Покончив с ужином, я иду в отведенную мне комнатушку, в самом конце дома, и укладываюсь на кровать. Несмотря на усталость, мне не спится. После стольких ночей, проведенных в душном трюме, покой, царящий в этой комнате, действует мне на нервы, я все еще невольно ощущаю, как меня качают волны. Я открываю ставни, чтобы глотнуть ночного воздуха. Снаружи крепко пахнет землей, ночь наполнена пением жаб.

Как не терпится мне снова вернуться в океанскую пустыню, услышать рокот разбивающихся о форштевень волн, звенящий в парусах ветер, оказаться между небом водой, ощутить бездонность глубины, насладиться музыкой разлуки! Сидя у раскрытого окна на старом продавленном стуле, я вдыхаю запахи сада. Я слышу голос Брадмера, его смех, потом смех хозяйки. Похоже, им очень даже весело… Какая разница? Кажется, я так и заснул, упершись лбом в подоконник.

Понедельник утром

Я иду по южному острову - тому, на котором расположен поселок. Острова-близнецы, образующие архипелаг Агалега, вместе взятые, не превосходят размерами округ Ривьер-Нуар. Однако после нескольких дней на "Зете", где единственный мой моцион заключался в перемещении из трюма на палубу и с кормы на нос, и эти расстояния кажутся мне немаленькими. Я шагаю через раскинувшиеся, сколько хватает глаз, плантации кокосовых и масличных пальм, медленно ступая босыми ногами по изрытой земляными крабами песчаной почве. Кругом стоит непривычная тишина. Сюда не доносится шум моря, только ветер шелестит в листьях пальм. Несмотря на ранний час (когда я вышел из отеля, все еще спали), становится жарко и душно. В прямых аллеях нет ни души, и, если бы сама регулярность посадок не выдавала присутствия человека, можно было бы подумать, что остров необитаем.

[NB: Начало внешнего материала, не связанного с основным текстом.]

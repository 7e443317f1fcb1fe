//! Event domain, payload, and record types for the hand-off event log.

use chrono::{DateTime, Utc};
use serde::{Deserialize, Serialize};

/// Observability event domains.
#[derive(Debug, Clone, Copy, PartialEq, Eq, Hash, Serialize, Deserialize)]
pub enum EventDomain {
    /// Hand-off lifecycle: token, handshake, rendezvous, termination.
    #[serde(rename = "HANDOFF")]
    Handoff,
    /// Audio routing: routed sink attached, destination faults.
    #[serde(rename = "ROUTING")]
    Routing,
    /// Playback completion reported by the avatar worker.
    #[serde(rename = "PLAYBACK")]
    Playback,
}

impl EventDomain {
    /// Returns the canonical string label for this domain.
    pub fn as_str(self) -> &'static str {
        match self {
            Self::Handoff => "HANDOFF",
            Self::Routing => "ROUTING",
            Self::Playback => "PLAYBACK",
        }
    }
}

impl std::fmt::Display for EventDomain {
    fn fmt(&self, f: &mut std::fmt::Formatter<'_>) -> std::fmt::Result {
        f.write_str(self.as_str())
    }
}

impl std::str::FromStr for EventDomain {
    type Err = ParseEventDomainError;

    fn from_str(s: &str) -> Result<Self, Self::Err> {
        match s {
            "HANDOFF" => Ok(Self::Handoff),
            "ROUTING" => Ok(Self::Routing),
            "PLAYBACK" => Ok(Self::Playback),
            _ => Err(ParseEventDomainError(s.to_string())),
        }
    }
}

/// Error returned when parsing an unknown event domain string.
#[derive(Debug, Clone)]
pub struct ParseEventDomainError(pub String);

impl std::fmt::Display for ParseEventDomainError {
    fn fmt(&self, f: &mut std::fmt::Formatter<'_>) -> std::fmt::Result {
        write!(f, "unknown event domain: {}", self.0)
    }
}

impl std::error::Error for ParseEventDomainError {}

/// Structured event payloads for each event type.
///
/// Credentials never appear in a payload; only identities, room names and
/// URLs do.
#[derive(Debug, Clone, PartialEq, Serialize, Deserialize)]
#[serde(tag = "event", rename_all = "SCREAMING_SNAKE_CASE")]
pub enum EventPayload {
    // ── Handoff domain ───────────────────────────────────────────────
    /// A join credential was issued for the avatar worker.
    TokenIssued {
        /// Identity the credential was issued to.
        avatar_identity: String,
        /// The single room the credential grants.
        room_name: String,
        /// Expiry as a unix timestamp (seconds).
        expires_at: i64,
    },

    /// The dispatcher accepted the connection info.
    HandshakeSent {
        dispatcher_url: String,
    },

    /// The avatar worker appeared in the room.
    AvatarJoined {
        avatar_identity: String,
    },

    /// The job ended, normally or through a fatal error.
    JobTerminated {
        /// `session_ended` on a normal end, otherwise the error message.
        reason: String,
    },

    // ── Routing domain ───────────────────────────────────────────────
    /// Session audio now flows to the avatar's private channel.
    AudioRouted {
        destination_identity: String,
    },

    /// The routed destination became unavailable.
    RouterFault {
        destination_identity: String,
        /// The configured policy that was applied (`end_session` or `degrade`).
        policy: String,
        reason: String,
    },

    // ── Playback domain ──────────────────────────────────────────────
    /// The avatar finished (or abandoned) playing one audio segment.
    PlaybackFinished {
        /// Position reached within the segment, in seconds.
        playback_position: f64,
        interrupted: bool,
    },
}

impl EventPayload {
    /// Returns the canonical event type string for this payload.
    pub fn event_type(&self) -> &'static str {
        match self {
            Self::TokenIssued { .. } => "TOKEN_ISSUED",
            Self::HandshakeSent { .. } => "HANDSHAKE_SENT",
            Self::AvatarJoined { .. } => "AVATAR_JOINED",
            Self::JobTerminated { .. } => "JOB_TERMINATED",
            Self::AudioRouted { .. } => "AUDIO_ROUTED",
            Self::RouterFault { .. } => "ROUTER_FAULT",
            Self::PlaybackFinished { .. } => "PLAYBACK_FINISHED",
        }
    }

    /// Returns the domain for this payload.
    pub fn domain(&self) -> EventDomain {
        match self {
            Self::TokenIssued { .. }
            | Self::HandshakeSent { .. }
            | Self::AvatarJoined { .. }
            | Self::JobTerminated { .. } => EventDomain::Handoff,
            Self::AudioRouted { .. } | Self::RouterFault { .. } => EventDomain::Routing,
            Self::PlaybackFinished { .. } => EventDomain::Playback,
        }
    }
}

/// A single recorded event.
#[derive(Debug, Clone, Serialize, Deserialize)]
pub struct ObservedEvent {
    /// Monotonically increasing sequence number within the log.
    pub seq: u64,
    /// The event domain (e.g., `HANDOFF`).
    pub domain: EventDomain,
    /// The specific event type (e.g., `AVATAR_JOINED`).
    pub event_type: String,
    /// The room the event belongs to.
    pub entity_id: String,
    /// The structured event payload.
    pub payload: EventPayload,
    /// When the event was recorded.
    pub occurred_at: DateTime<Utc>,
}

Однако я не прав, говоря, что кругом никого нет. Едва ступив на территорию плантаций, я почувствовал, что за мной следит множество настороженных глаз. Это земляные крабы, они наблюдают за мной с обочины тропинки, иногда поднимаясь на лапах и угрожающе потрясая клешнями. В одном месте они совершенно перегородили дорогу, и мне пришлось сделать крюк, чтобы обойти их.

Наконец я добираюсь до противоположного края плантаций на севере острова. Спокойные воды лагуны отделяют меня от его брата-близнеца, не такого богатого как этот. На берегу стоит лачуга старого рыбака, ее хозяин чинит сети рядом с вытащенной на сушу пирогой. Он поднимает голову, смотрит на меня, затем снова принимается за работу. Его черная кожа лоснится на солнце.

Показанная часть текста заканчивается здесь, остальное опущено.